It was February 2017. The day before Hong called Ahn, two young women smeared a nerve agent on the face of Kim Jong Nam, the half brother of North Korea’s leader, at the airport in Kuala Lumpur. Jong Nam had lived outside of the country for years and hadn’t shown any signs of wanting to contest his half brother’s claim to rule the country, but North Korean agents recruited the women and oversaw the assassination nonetheless.
After Jong Nam was killed, his son Kim Han Sol had contacted Hong for help, telling him that their usual police guard in Macau had disappeared and they feared for their safety, Hong told Ahn, according to Ahn. With his father gone, Han Sol was the only one from that bloodline who could legitimately claim to be descended from Kim Il Sung and Kim Jong Il. Hong told them to get to Taiwan, relatively neutral ground, while he sorted out a country to offer them asylum. And he asked Ahn to buy their tickets and meet them there as an escort. Ahn caught the next flight to Taipei.
Arriving from Macau, Han Sol greeted Ahn in the airport with the codename “Steve.” Ahn brought them to a lounge. He spoke softly to Han Sol’s mother in Korean and gave his iPad to Han Sol’s teenage sister to watch Netflix.
Finally, word came through that the Netherlands would grant them asylum. Ahn bought another round of tickets on his credit card and took the family to the gate, but they were prevented from boarding by an airport official who was alarmed to see their North Korean passports.
“People say we’re the Underground Railroad, but it was really just me buying tickets with my credit card on Expedia,” Ahn said.
Within hours, two men identifying themselves as being from the US CIA showed up and asked to speak to the family. And after more than a day of waiting, the airport authorities agreed to let the family travel to the Netherlands as planned. Ahn bought yet another set of round-trip tickets.
A team from Cheollima, including a lawyer specializing in political asylums, waited at the airport in Amsterdam, but the family never came out of customs. Hong told Ahn that he believed the CIA interdicted and took them to an undisclosed location.
The mission thrilled Ahn, and he felt it reflected Cheollima’s compassionate intentions. Despite the mysterious look of Cheollima’s website, which included ciphers such as “Golden Bell Forsythia 764099 383642 708027 021412 345034,” Ahn said most of the members he met were “yuppies” doing their best to help people.
“They’re good kids who listened to their parents, got good grades, good jobs and followed the rules,” he said. “They’re people who believe individuals can get together and make a difference in the world… It’s not #idealism, it’s real.”
Hong came across as the reluctant leader, idealistic and motivated but burdened by how much he’d taken on, Ahn said.
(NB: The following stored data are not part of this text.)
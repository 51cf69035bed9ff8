// SPDX-License-Identifier: MPL-2.0
//! `iced_vitrine` is a single-page engineering showcase built with the Iced
//! GUI framework.
//!
//! It presents a catalog of design projects with expandable case panels,
//! tabbed media views, scroll-triggered entrance reveals, and a modal
//! lightbox, and demonstrates internationalization with Fluent, user
//! preference management, and modular UI design.

#![doc(html_root_url = "https://docs.rs/iced_vitrine/0.1.0")]

pub mod app;
pub mod config;
pub mod content;
pub mod engine;
pub mod error;
pub mod i18n;
pub mod icon;
pub mod paths;
pub mod ui;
“Adrian was exhausted from this,” Ahn said. “He was broke from it, but he felt if he didn’t do it, nobody else would.”
In February 2019 a message popped up on Ahn’s Signal. There was a mission in Spain: Was he up for it?
Since Taipei, Ahn had done smaller missions here or there, but nothing major. He declined to disclose details, but said it involved helping calm the fears of would-be defectors in Europe. He initially turned the new operation down, but decided at the last minute he could spare a three-day weekend.
He touched down in Madrid on Feb. 22 without the slightest clue what this mission was about. He didn’t even register how sensitive a moment it was: Donald Trump was just five days away from a meeting with North Korean leader Kim Jong Un in Vietnam.
Ahn met up with members of Cheollima at an Airbnb. He had a shower and a sandwich before getting a full briefing from Hong, who was personally leading the mission.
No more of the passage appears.